Linchamentos virtuais: o que motiva os atos e a gravidade desse comportamento na sociedade atual

Enviada em 09/09/2022

No ano de 2006, Jack Dorsey criou o famoso “Twitter”, que é um microblog, inicialmente idealizado para união e interação social. Entretanto, os objetivos iniciais da rede social se modificaram e acabaram emergindo um problema delicado chamado linchamento virtual, em virtude da falta da impunidade e a maldade humana.

Primordialmente, é necessário destacar a impunidade, como uma das causas do óbice. Segundo o filósofo Aristóteles, a base da sociedade é a justiça. Todavia, a justiça, na internet, pode ser aplicada de maneira incorreta perante as leis, uma vez que a sociedade, utiliza-se do instinto “justiceiro” de maneira errônea, através de perfis falsos para cometerem o cancelamento na internet. Deste modo, condutas ao combate a impenitência, são complicadas.

Além disso, na obra “1984” escrita por George Orwell, retrata uma população, que era convidada pelo estado a investir 2 minutos do seu dia, diante de uma teletela, para cometer xingamentos, hostilizações e agressões. Esse movimento ficou conhecido como “2 minutos de ódio”. Fora da ficção, a sociedade gasta horas, dias ou semanas perante dos seus “smartphones”, para praticar os dois minutos descritos por George Orwell. Assim, enquanto o ódio existir, a frase de Oscar Wilde " a vida imita a arte muito mais do que a arte imita a vida…", continuará sendo verdadeira, na presença da problemática.

Portanto, algo precisa ser feito com urgência para amenizar a questão.

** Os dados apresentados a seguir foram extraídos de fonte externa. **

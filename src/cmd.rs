//! Command implementations for the CLI interface.
//!
//! This module contains the handlers behind each subcommand. Handlers talk to
//! the core only through a [`Workspace`] and print their results as plain tables.

use clap::Subcommand;
use clap_complete::{generate, Shell};

use chrono::{Local, NaiveDate};

use crate::aggregate::*;
use crate::db::*;
use crate::error::{Result, TrackerError};
use crate::fields::*;
use crate::lifecycle::{available_transitions, Transition};
use crate::store::KeyValueStore;
use crate::task::{TaskDraft, TaskPatch, TimeEntryDraft};
use crate::user::display_name;
use crate::workspace::Workspace;

#[derive(Subcommand)]
pub enum Commands {
    /// Sign in with an email address and the shared passphrase.
    Login {
        email: String,
        #[arg(long)]
        password: String,
    },

    /// Sign out and forget the session.
    Logout,

    /// Show the signed-in user.
    Whoami,

    /// List known users.
    Users,

    /// List visible tasks with optional filters.
    List {
        /// Case-insensitive text to find in title, description or tags.
        #[arg(long)]
        search: Option<String>,
        /// Filter by status. May be repeated.
        #[arg(long, value_enum)]
        status: Vec<Status>,
        /// Filter by priority. May be repeated.
        #[arg(long, value_enum)]
        priority: Vec<Priority>,
        /// Filter by assignee user ID. May be repeated.
        #[arg(long)]
        assignee: Vec<u64>,
        /// Sort key.
        #[arg(long, value_enum, default_value_t = SortKey::UpdatedAt)]
        sort: SortKey,
        /// Sort direction.
        #[arg(long, value_enum, default_value_t = SortOrder::Desc)]
        order: SortOrder,
        /// Limit number of rows printed.
        #[arg(long)]
        limit: Option<usize>,
    },

    /// View a single task.
    View {
        /// Task ID
        id: String,
    },

    /// Create a new task.
    Add {
        /// Short title for the task.
        title: String,
        /// Optional longer description.
        #[arg(long)]
        desc: Option<String>,
        /// Priority: low | medium | high | critical.
        #[arg(long, value_enum, default_value_t = Priority::Medium)]
        priority: Priority,
        /// Assignee user ID. Defaults to yourself.
        #[arg(long)]
        assignee: Option<u64>,
        /// Due date: YYYY-MM-DD, "today", "tomorrow", or "in Nd".
        #[arg(long)]
        due: Option<String>,
        /// Comma-separated tags. May be repeated.
        #[arg(long = "tag")]
        tags: Vec<String>,
    },

    /// Edit fields on a task.
    Update {
        /// Task ID
        id: String,
        #[arg(long)]
        title: Option<String>,
        #[arg(long)]
        desc: Option<String>,
        #[arg(long, value_enum)]
        priority: Option<Priority>,
        #[arg(long)]
        assignee: Option<u64>,
        #[arg(long)]
        due: Option<String>,
        /// Clear due date.
        #[arg(long, conflicts_with = "due")]
        clear_due: bool,
        /// Add tags. May be repeated and comma-separated.
        #[arg(long = "add-tag")]
        add_tags: Vec<String>,
        /// Remove tags. May be repeated and comma-separated.
        #[arg(long = "rm-tag")]
        rm_tags: Vec<String>,
    },

    /// Start work on a task you are assigned.
    Start { id: String },

    /// Request approval for a task you are assigned.
    Submit { id: String },

    /// Approve and close a task awaiting approval (managers).
    Approve { id: String },

    /// Send a task awaiting approval back for more work (managers).
    Reject { id: String },

    /// Reopen a closed task (managers).
    Reopen { id: String },

    /// Delete a task.
    Delete { id: String },

    /// Log hours against a task you are assigned.
    Log {
        /// Task ID
        id: String,
        /// Hours worked, e.g. 1.5
        #[arg(allow_hyphen_values = true)]
        hours: f64,
        /// What the time was spent on.
        #[arg(long)]
        desc: Option<String>,
        /// Work date. Defaults to today.
        #[arg(long)]
        date: Option<String>,
    },

    /// Show status counts, the 7-day trend and recent activity.
    Dashboard,

    /// Show the time tracking overview.
    Time,

    /// List distinct tags and counts.
    Tags,

    /// Generate shell completion scripts.
    Completions {
        /// Shell to generate completions for
        #[arg(value_enum)]
        shell: Shell,
    },
}

fn today() -> NaiveDate {
    Local::now().date_naive()
}

/// Sign in and persist the session.
pub fn cmd_login<S: KeyValueStore>(ws: &mut Workspace<S>, email: &str, password: &str) -> Result<()> {
    let user = ws.login(email, password)?;
    println!("Signed in as {} ({})", user.name, user.role);
    Ok(())
}

pub fn cmd_logout<S: KeyValueStore>(ws: &mut Workspace<S>) -> Result<()> {
    ws.logout()?;
    println!("Signed out");
    Ok(())
}

pub fn cmd_whoami<S: KeyValueStore>(ws: &Workspace<S>) -> Result<()> {
    let user = ws.require_user()?;
    println!("{} <{}> #{} ({})", user.name, user.email, user.id, user.role);
    Ok(())
}

pub fn cmd_users<S: KeyValueStore>(ws: &mut Workspace<S>) -> Result<()> {
    let users = ws.identity().users()?;
    println!("{:<5} {:<20} {:<24} {}", "ID", "Name", "Email", "Role");
    for u in users {
        println!("{:<5} {:<20} {:<24} {}", u.id, truncate(&u.name, 20), truncate(&u.email, 24), u.role);
    }
    Ok(())
}

/// List visible tasks with filtering and sorting.
pub fn cmd_list<S: KeyValueStore>(ws: &mut Workspace<S>, filter: &TaskFilter, limit: Option<usize>) -> Result<()> {
    let snap = ws.snapshot()?;
    let visible = snap.visible();
    let mut rows = filter.apply(&visible);
    if let Some(n) = limit {
        rows.truncate(n);
    }
    if filter.active_count() > 0 {
        println!("{} of {} tasks match {} filter(s)", rows.len(), visible.len(), filter.active_count());
    }
    print_table(&rows, &snap.users);
    Ok(())
}

/// View detailed information about a specific task.
pub fn cmd_view<S: KeyValueStore>(ws: &mut Workspace<S>, id: &str) -> Result<()> {
    let task_id = parse_task_id(id)?;
    let snap = ws.snapshot()?;
    let task = snap
        .visible()
        .into_iter()
        .find(|t| t.id == task_id)
        .ok_or_else(|| TrackerError::task_not_found(task_id))?;
    let today = today();
    let names = |id: u64| display_name(&snap.users, id);

    println!("ID:           {}", task.id);
    println!("Title:        {}", task.title);
    println!("Status:       {}", task.status);
    println!("Priority:     {}", task.priority);
    println!("Assignee:     {}", names(task.assignee_id));
    println!("Created by:   {}", names(task.created_by));
    println!(
        "Due:          {}",
        match task.due_date {
            Some(d) => format!("{d} ({})", format_due_relative(Some(d), today)),
            None => "-".into(),
        }
    );
    println!("Tags:         {}", if task.tags.is_empty() { "-".into() } else { task.tags.join(",") });
    println!("Created:      {}", task.created_at.to_rfc3339());
    println!("Updated:      {}", task.updated_at.to_rfc3339());
    if let Some(closed) = task.closed_at {
        println!("Closed:       {}", closed.to_rfc3339());
    }
    println!("Logged:       {}", format_hours(task.total_hours()));
    println!("Description:\n{}\n", if task.description.is_empty() { "-" } else { task.description.as_str() });

    if !task.time_entries.is_empty() {
        println!("Time entries:");
        for e in &task.time_entries {
            println!("  {} {:>6}  {:<16} {}", e.date, format_hours(e.hours), truncate(names(e.user_id), 16), e.description);
        }
    }
    if !task.comments.is_empty() {
        println!("Comments:");
        for c in &task.comments {
            println!("  {} {}: {}", c.created_at.format("%Y-%m-%d %H:%M"), names(c.user_id), c.content);
        }
    }

    let moves = available_transitions(&snap.viewer, task);
    if !moves.is_empty() {
        let moves: Vec<String> = moves.iter().map(Transition::to_string).collect();
        println!("You can:      {}", moves.join(", "));
    }
    Ok(())
}

/// Create a new task assigned to `assignee`, or to the caller.
pub fn cmd_add<S: KeyValueStore>(
    ws: &mut Workspace<S>,
    title: String,
    desc: Option<String>,
    priority: Priority,
    assignee: Option<u64>,
    due: Option<String>,
    tags: Vec<String>,
) -> Result<()> {
    let me = ws.require_user()?.id;
    let mut draft = TaskDraft::new(title, assignee.unwrap_or(me), me);
    draft.description = desc.unwrap_or_default();
    draft.priority = priority;
    draft.due_date = due.as_deref().map(|d| require_date(d, today())).transpose()?;
    draft.tags = split_and_normalise_tags(&tags);

    let task = ws.lifecycle()?.create(draft)?;
    println!("Added task {}", task.id);
    Ok(())
}

/// Update an existing task's fields.
#[allow(clippy::too_many_arguments)]
pub fn cmd_update<S: KeyValueStore>(
    ws: &mut Workspace<S>,
    id: &str,
    title: Option<String>,
    desc: Option<String>,
    priority: Option<Priority>,
    assignee: Option<u64>,
    due: Option<String>,
    clear_due: bool,
    add_tags: Vec<String>,
    rm_tags: Vec<String>,
) -> Result<()> {
    let task_id = parse_task_id(id)?;
    let mut patch = TaskPatch {
        title,
        description: desc,
        priority,
        assignee_id: assignee,
        ..TaskPatch::default()
    };
    if clear_due {
        patch.due_date = Some(None);
    } else if let Some(d) = due {
        patch.due_date = Some(Some(require_date(&d, today())?));
    }

    let add = split_and_normalise_tags(&add_tags);
    let rm = split_and_normalise_tags(&rm_tags);
    if !add.is_empty() || !rm.is_empty() {
        let current = ws.tasks().get(task_id)?;
        let mut tags: Vec<String> = current.tags.into_iter().filter(|t| !rm.contains(t)).collect();
        for a in add {
            if !tags.contains(&a) {
                tags.push(a);
            }
        }
        patch.tags = Some(tags);
    }

    ws.lifecycle()?.edit(task_id, &patch)?;
    println!("Updated task {}", task_id);
    Ok(())
}

/// Apply a lifecycle transition.
pub fn cmd_transition<S: KeyValueStore>(ws: &mut Workspace<S>, id: &str, transition: Transition) -> Result<()> {
    let task_id = parse_task_id(id)?;
    let task = ws.lifecycle()?.apply(task_id, transition)?;
    println!("Task {} is now {}", task.id, task.status);
    Ok(())
}

pub fn cmd_delete<S: KeyValueStore>(ws: &mut Workspace<S>, id: &str) -> Result<()> {
    let task_id = parse_task_id(id)?;
    ws.lifecycle()?.delete(task_id)?;
    println!("Deleted task {}", task_id);
    Ok(())
}

/// Log hours on a task.
pub fn cmd_log<S: KeyValueStore>(
    ws: &mut Workspace<S>,
    id: &str,
    hours: f64,
    desc: Option<String>,
    date: Option<String>,
) -> Result<()> {
    let task_id = parse_task_id(id)?;
    let date = match date {
        Some(d) => require_date(&d, today())?,
        None => today(),
    };
    let entry = ws.lifecycle()?.log_time(
        task_id,
        TimeEntryDraft {
            hours,
            date,
            description: desc.unwrap_or_default(),
        },
    )?;
    println!("{} logged for task {} on {}", format_hours(entry.hours), task_id, entry.date);
    Ok(())
}

/// Print dashboard statistics, the trend window and recent activity.
pub fn cmd_dashboard<S: KeyValueStore>(ws: &mut Workspace<S>) -> Result<()> {
    let snap = ws.snapshot()?;
    let visible = snap.visible();
    let stats = DashboardStats::compute(&visible);
    let scope = if snap.viewer.is_manager() { "team" } else { "tasks" };

    println!("Welcome back, {}! Here's what's happening with your {} today.\n", snap.viewer.first_name(), scope);
    println!(
        "Total {}  Open {}  In progress {}  Pending approval {}  Closed {}  Reopened {}  Logged {}\n",
        stats.total_tasks,
        stats.open_tasks,
        stats.in_progress_tasks,
        stats.pending_approval_tasks,
        stats.closed_tasks,
        stats.reopened_tasks,
        format_hours(stats.total_time_spent)
    );

    println!("{:<8} {:>7} {:>10} {:>7}", "Day", "Worked", "Completed", "Hours");
    for point in trend_series(&visible, today(), &Local) {
        println!(
            "{:<8} {:>7} {:>10} {:>7}",
            point.label(),
            point.tasks_worked,
            point.tasks_completed,
            format_hours(point.hours_spent)
        );
    }

    println!("\nRecent activity:");
    let recent = recent_tasks(&visible, RECENT_LIMIT);
    if recent.is_empty() {
        println!("  No recent tasks");
    }
    for t in recent {
        println!(
            "  #{:<4} {:<17} {:<9} {} (assigned to {})",
            t.id,
            t.status,
            t.priority,
            truncate(&t.title, 40),
            display_name(&snap.users, t.assignee_id)
        );
    }
    Ok(())
}

/// Print the time tracking overview.
pub fn cmd_time<S: KeyValueStore>(ws: &mut Workspace<S>) -> Result<()> {
    let snap = ws.snapshot()?;
    let visible = snap.visible();
    let summary = TimeSummary::compute(&visible, &snap.users);

    println!(
        "Total {}  Entries {}  Average {} per entry\n",
        format_hours(summary.total_hours),
        summary.total_entries(),
        format_hours(summary.average_hours())
    );

    println!("{:<20} {:>7} {:>8}", "User", "Hours", "Entries");
    for u in &summary.by_user {
        println!("{:<20} {:>7} {:>8}", truncate(&u.user_name, 20), format_hours(u.hours), u.entries);
    }

    println!("\n{:<5} {:<36} {:>7} {:>8}", "Task", "Title", "Hours", "Entries");
    for r in summary.top_tasks(10) {
        println!("{:<5} {:<36} {:>7} {:>8}", r.task.id, truncate(&r.task.title, 36), format_hours(r.hours), r.entries);
    }

    println!("\nRecent entries:");
    for l in summary.entries.iter().take(10) {
        println!(
            "  {} {:>6}  {:<16} #{} {}",
            l.entry.date,
            format_hours(l.entry.hours),
            truncate(l.user_name, 16),
            l.task.id,
            l.entry.description
        );
    }
    Ok(())
}

pub fn cmd_tags<S: KeyValueStore>(ws: &mut Workspace<S>) -> Result<()> {
    let snap = ws.snapshot()?;
    println!("{:<16} {}", "Tag", "Count");
    for (tag, c) in tag_counts(&snap.visible()) {
        println!("{:<16} {}", truncate(&tag, 16), c);
    }
    Ok(())
}

pub fn cmd_completions(shell: Shell) {
    use crate::cli::Cli;
    use clap::CommandFactory;

    let mut app = Cli::command();
    let app_name = app.get_name().to_string();
    generate(shell, &mut app, app_name, &mut std::io::stdout());
}
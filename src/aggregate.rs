//! Derived views over the task collection: dashboard counts, the 7-day trend,
//! the filter/sort pipeline behind task lists, and time-tracking rollups.
//!
//! Everything here is a pure function of its inputs and is recomputed on every
//! read; nothing is cached on the tasks themselves.

use std::cmp::Ordering;
use std::collections::{BTreeMap, HashMap};

use chrono::{Duration, NaiveDate, TimeZone};
use serde::Serialize;

use crate::fields::*;
use crate::task::{Task, TimeEntry};
use crate::user::{display_name, User};

/// Length of the trailing trend window, today included.
pub const TREND_DAYS: i64 = 7;

/// Number of tasks shown in the recent-activity list.
pub const RECENT_LIMIT: usize = 5;

/// Tasks the viewer may see: managers see everything, developers their own assignments.
pub fn visible_tasks<'a>(tasks: &'a [Task], viewer: &User) -> Vec<&'a Task> {
    tasks
        .iter()
        .filter(|t| viewer.is_manager() || t.assignee_id == viewer.id)
        .collect()
}

/// Status counts and logged hours for the dashboard cards.
#[derive(Debug, Clone, Default, PartialEq, Serialize)]
#[serde(rename_all = "camelCase")]
pub struct DashboardStats {
    pub total_tasks: usize,
    pub open_tasks: usize,
    pub in_progress_tasks: usize,
    pub pending_approval_tasks: usize,
    pub closed_tasks: usize,
    pub reopened_tasks: usize,
    pub total_time_spent: f64,
}

impl DashboardStats {
    pub fn compute(tasks: &[&Task]) -> Self {
        let mut stats = DashboardStats {
            total_tasks: tasks.len(),
            ..DashboardStats::default()
        };
        for t in tasks {
            match t.status {
                Status::Open => stats.open_tasks += 1,
                Status::InProgress => stats.in_progress_tasks += 1,
                Status::PendingApproval => stats.pending_approval_tasks += 1,
                Status::Closed => stats.closed_tasks += 1,
                Status::Reopened => stats.reopened_tasks += 1,
            }
            stats.total_time_spent += t.total_hours();
        }
        stats
    }
}

/// Activity on one calendar day of the trend window.
#[derive(Debug, Clone, PartialEq, Serialize)]
#[serde(rename_all = "camelCase")]
pub struct TrendPoint {
    pub date: NaiveDate,
    pub tasks_worked: usize,
    pub tasks_completed: usize,
    pub hours_spent: f64,
}

impl TrendPoint {
    /// Short chart label, e.g. "Jun 10".
    pub fn label(&self) -> String {
        self.date.format("%b %d").to_string()
    }
}

/// One point per day for the trailing [`TREND_DAYS`] days ending at `today`, oldest first.
///
/// The worked/completed counts only consider tasks whose `updated_at` falls on
/// the day (in `tz`) and use their current status. Hours sum every entry dated
/// that day across all of `tasks`, whether or not the task was updated that day.
pub fn trend_series<Tz: TimeZone>(tasks: &[&Task], today: NaiveDate, tz: &Tz) -> Vec<TrendPoint> {
    let updated_on: Vec<(NaiveDate, &Task)> = tasks
        .iter()
        .map(|t| (t.updated_at.with_timezone(tz).date_naive(), *t))
        .collect();

    (0..TREND_DAYS)
        .rev()
        .map(|back| {
            let day = today - Duration::days(back);
            let mut point = TrendPoint {
                date: day,
                tasks_worked: 0,
                tasks_completed: 0,
                hours_spent: 0.0,
            };
            for (_, t) in updated_on.iter().filter(|(d, _)| *d == day) {
                if t.status.is_worked() {
                    point.tasks_worked += 1;
                } else if t.status == Status::Closed {
                    point.tasks_completed += 1;
                }
            }
            point.hours_spent = tasks
                .iter()
                .flat_map(|t| t.time_entries.iter())
                .filter(|e| e.date == day)
                .map(|e| e.hours)
                .sum();
            point
        })
        .collect()
}

/// The most recently updated tasks, newest first.
pub fn recent_tasks<'a>(tasks: &[&'a Task], limit: usize) -> Vec<&'a Task> {
    let mut recent = tasks.to_vec();
    recent.sort_by(|a, b| b.updated_at.cmp(&a.updated_at));
    recent.truncate(limit);
    recent
}

/// Distinct tags with the number of tasks carrying each.
pub fn tag_counts(tasks: &[&Task]) -> BTreeMap<String, usize> {
    let mut counts: BTreeMap<String, usize> = BTreeMap::new();
    for t in tasks {
        for tag in &t.tags {
            *counts.entry(tag.clone()).or_default() += 1;
        }
    }
    counts
}

/// Search, filter and ordering options for a task list.
///
/// Empty sets mean "any". The default order is most recently updated first.
#[derive(Debug, Clone, Default, PartialEq)]
pub struct TaskFilter {
    pub search: Option<String>,
    pub statuses: Vec<Status>,
    pub priorities: Vec<Priority>,
    pub assignees: Vec<u64>,
    pub sort_by: SortKey,
    pub order: SortOrder,
}

impl TaskFilter {
    /// Number of active criteria, not counting ordering.
    pub fn active_count(&self) -> usize {
        self.statuses.len()
            + self.priorities.len()
            + self.assignees.len()
            + usize::from(self.search.as_deref().is_some_and(|s| !s.is_empty()))
    }

    pub fn matches(&self, task: &Task) -> bool {
        if let Some(term) = self.search.as_deref().filter(|s| !s.is_empty()) {
            let term = term.to_lowercase();
            let hit = task.title.to_lowercase().contains(&term)
                || task.description.to_lowercase().contains(&term)
                || task.tags.iter().any(|tag| tag.to_lowercase().contains(&term));
            if !hit {
                return false;
            }
        }
        if !self.statuses.is_empty() && !self.statuses.contains(&task.status) {
            return false;
        }
        if !self.priorities.is_empty() && !self.priorities.contains(&task.priority) {
            return false;
        }
        if !self.assignees.is_empty() && !self.assignees.contains(&task.assignee_id) {
            return false;
        }
        true
    }

    /// Filter then sort. Ties keep their input order in either direction.
    pub fn apply<'a>(&self, tasks: &[&'a Task]) -> Vec<&'a Task> {
        let mut out: Vec<&Task> = tasks.iter().copied().filter(|t| self.matches(t)).collect();
        out.sort_by(|a, b| {
            let ord = compare_by(self.sort_by, a, b);
            match self.order {
                SortOrder::Asc => ord,
                SortOrder::Desc => ord.reverse(),
            }
        });
        out
    }
}

/// Ascending comparison on one sort key. A missing due date sorts as the epoch.
pub fn compare_by(key: SortKey, a: &Task, b: &Task) -> Ordering {
    match key {
        SortKey::CreatedAt => a.created_at.cmp(&b.created_at),
        SortKey::UpdatedAt => a.updated_at.cmp(&b.updated_at),
        SortKey::Priority => a.priority.rank().cmp(&b.priority.rank()),
        SortKey::DueDate => {
            let epoch = NaiveDate::default();
            a.due_date.unwrap_or(epoch).cmp(&b.due_date.unwrap_or(epoch))
        }
    }
}

/// A time entry joined with its task and the logging user's name.
#[derive(Debug, Clone)]
pub struct LoggedEntry<'a> {
    pub entry: &'a TimeEntry,
    pub task: &'a Task,
    pub user_name: &'a str,
}

#[derive(Debug, Clone, PartialEq)]
pub struct UserRollup {
    pub user_id: u64,
    pub user_name: String,
    pub hours: f64,
    pub entries: usize,
}

#[derive(Debug, Clone)]
pub struct TaskRollup<'a> {
    pub task: &'a Task,
    pub hours: f64,
    pub entries: usize,
}

/// Time-tracking overview for a set of visible tasks.
#[derive(Debug, Clone)]
pub struct TimeSummary<'a> {
    /// Every entry, newest logged first.
    pub entries: Vec<LoggedEntry<'a>>,
    pub total_hours: f64,
    /// Per logging user, in order of first appearance in `entries`.
    pub by_user: Vec<UserRollup>,
    /// Per task, in order of first appearance in `entries`.
    pub by_task: Vec<TaskRollup<'a>>,
}

impl<'a> TimeSummary<'a> {
    pub fn compute(tasks: &[&'a Task], users: &'a [User]) -> Self {
        let mut entries: Vec<LoggedEntry<'a>> = tasks
            .iter()
            .flat_map(|&task| {
                task.time_entries.iter().map(move |entry| LoggedEntry {
                    entry,
                    task,
                    user_name: display_name(users, entry.user_id),
                })
            })
            .collect();
        entries.sort_by(|a, b| b.entry.created_at.cmp(&a.entry.created_at));

        let mut by_user: Vec<UserRollup> = Vec::new();
        let mut user_index: HashMap<u64, usize> = HashMap::new();
        let mut by_task: Vec<TaskRollup<'a>> = Vec::new();
        let mut task_index: HashMap<u64, usize> = HashMap::new();

        for logged in &entries {
            let e = logged.entry;
            let ui = *user_index.entry(e.user_id).or_insert_with(|| {
                by_user.push(UserRollup {
                    user_id: e.user_id,
                    user_name: logged.user_name.to_string(),
                    hours: 0.0,
                    entries: 0,
                });
                by_user.len() - 1
            });
            by_user[ui].hours += e.hours;
            by_user[ui].entries += 1;

            let ti = *task_index.entry(logged.task.id).or_insert_with(|| {
                by_task.push(TaskRollup {
                    task: logged.task,
                    hours: 0.0,
                    entries: 0,
                });
                by_task.len() - 1
            });
            by_task[ti].hours += e.hours;
            by_task[ti].entries += 1;
        }

        let total_hours = entries.iter().map(|l| l.entry.hours).sum();
        TimeSummary {
            entries,
            total_hours,
            by_user,
            by_task,
        }
    }

    pub fn total_entries(&self) -> usize {
        self.entries.len()
    }

    /// Mean hours per entry; zero when nothing has been logged.
    pub fn average_hours(&self) -> f64 {
        if self.entries.is_empty() {
            0.0
        } else {
            self.total_hours / self.entries.len() as f64
        }
    }

    /// Per-task rollups with the most hours first, at most `limit` of them.
    pub fn top_tasks(&self, limit: usize) -> Vec<&TaskRollup<'a>> {
        let mut ranked: Vec<&TaskRollup<'a>> = self.by_task.iter().collect();
        ranked.sort_by(|a, b| b.hours.total_cmp(&a.hours));
        ranked.truncate(limit);
        ranked
    }
}
//! Identity catalog and the persisted "current user" slot.

use serde_json::Value;
use tracing::{debug, info, warn};

use crate::error::{Result, StoreError, TrackerError};
use crate::store::{KeyValueStore, CURRENT_USER_KEY, USERS_KEY};
use crate::user::{default_users, User};

/// Passphrase shared by every account.
pub const SHARED_PASSPHRASE: &str = "password123";

/// User lookups, sign-in and session persistence over a key-value store.
pub struct Identity<S> {
    store: S,
}

impl<S: KeyValueStore> Identity<S> {
    pub fn new(store: S) -> Self {
        Identity { store }
    }

    /// Write the default catalog if the store has no `users` record yet.
    pub fn seed(&mut self) -> Result<()> {
        if self.store.get(USERS_KEY)?.is_none() {
            let users = serde_json::to_value(default_users()).map_err(StoreError::from)?;
            self.store.set(USERS_KEY, users)?;
            debug!("seeded default user catalog");
        }
        Ok(())
    }

    /// All known users; the default catalog when none are stored.
    pub fn users(&self) -> Result<Vec<User>> {
        match self.store.get(USERS_KEY)? {
            Some(v) => Ok(serde_json::from_value(v).map_err(StoreError::from)?),
            None => Ok(default_users()),
        }
    }

    pub fn find_user(&self, id: u64) -> Result<Option<User>> {
        Ok(self.users()?.into_iter().find(|u| u.id == id))
    }

    /// Look up a user by exact email and check the shared passphrase.
    ///
    /// Unknown email and wrong passphrase produce the same error.
    pub fn authenticate(&self, email: &str, passphrase: &str) -> Result<User> {
        let user = self.users()?.into_iter().find(|u| u.email == email);
        match user {
            Some(user) if passphrase == SHARED_PASSPHRASE => {
                info!(user_id = user.id, "authenticated");
                Ok(user)
            }
            _ => {
                info!("authentication rejected");
                Err(TrackerError::Authentication)
            }
        }
    }

    /// The persisted session user. Missing or unreadable data means no session.
    pub fn session(&self) -> Option<User> {
        let value = match self.store.get(CURRENT_USER_KEY) {
            Ok(Some(Value::Null)) | Ok(None) => return None,
            Ok(Some(v)) => v,
            Err(e) => {
                warn!(error = %e, "could not read session, treating as signed out");
                return None;
            }
        };
        match serde_json::from_value(value) {
            Ok(user) => Some(user),
            Err(e) => {
                warn!(error = %e, "discarding malformed session record");
                None
            }
        }
    }

    /// Persist `user` as the session, or clear the slot with `None`.
    pub fn set_session(&mut self, user: Option<&User>) -> Result<()> {
        match user {
            Some(user) => {
                let v = serde_json::to_value(user).map_err(StoreError::from)?;
                self.store.set(CURRENT_USER_KEY, v)?;
            }
            None => self.store.remove(CURRENT_USER_KEY)?,
        }
        Ok(())
    }
}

Logo, o Ministério da Justiça com, o auxílio da mídia, deve promover e divulgar uma campanha na TV e redes sociais como, Instagram, Tiktok, Twitter, por meio de apresentação de relatos e consequências geradas pelo linchamento virtual nas vítimas e dos agressores já penalizados, a fim de gerar empatia na população e a conscientização de que seus atos serão criminalizados.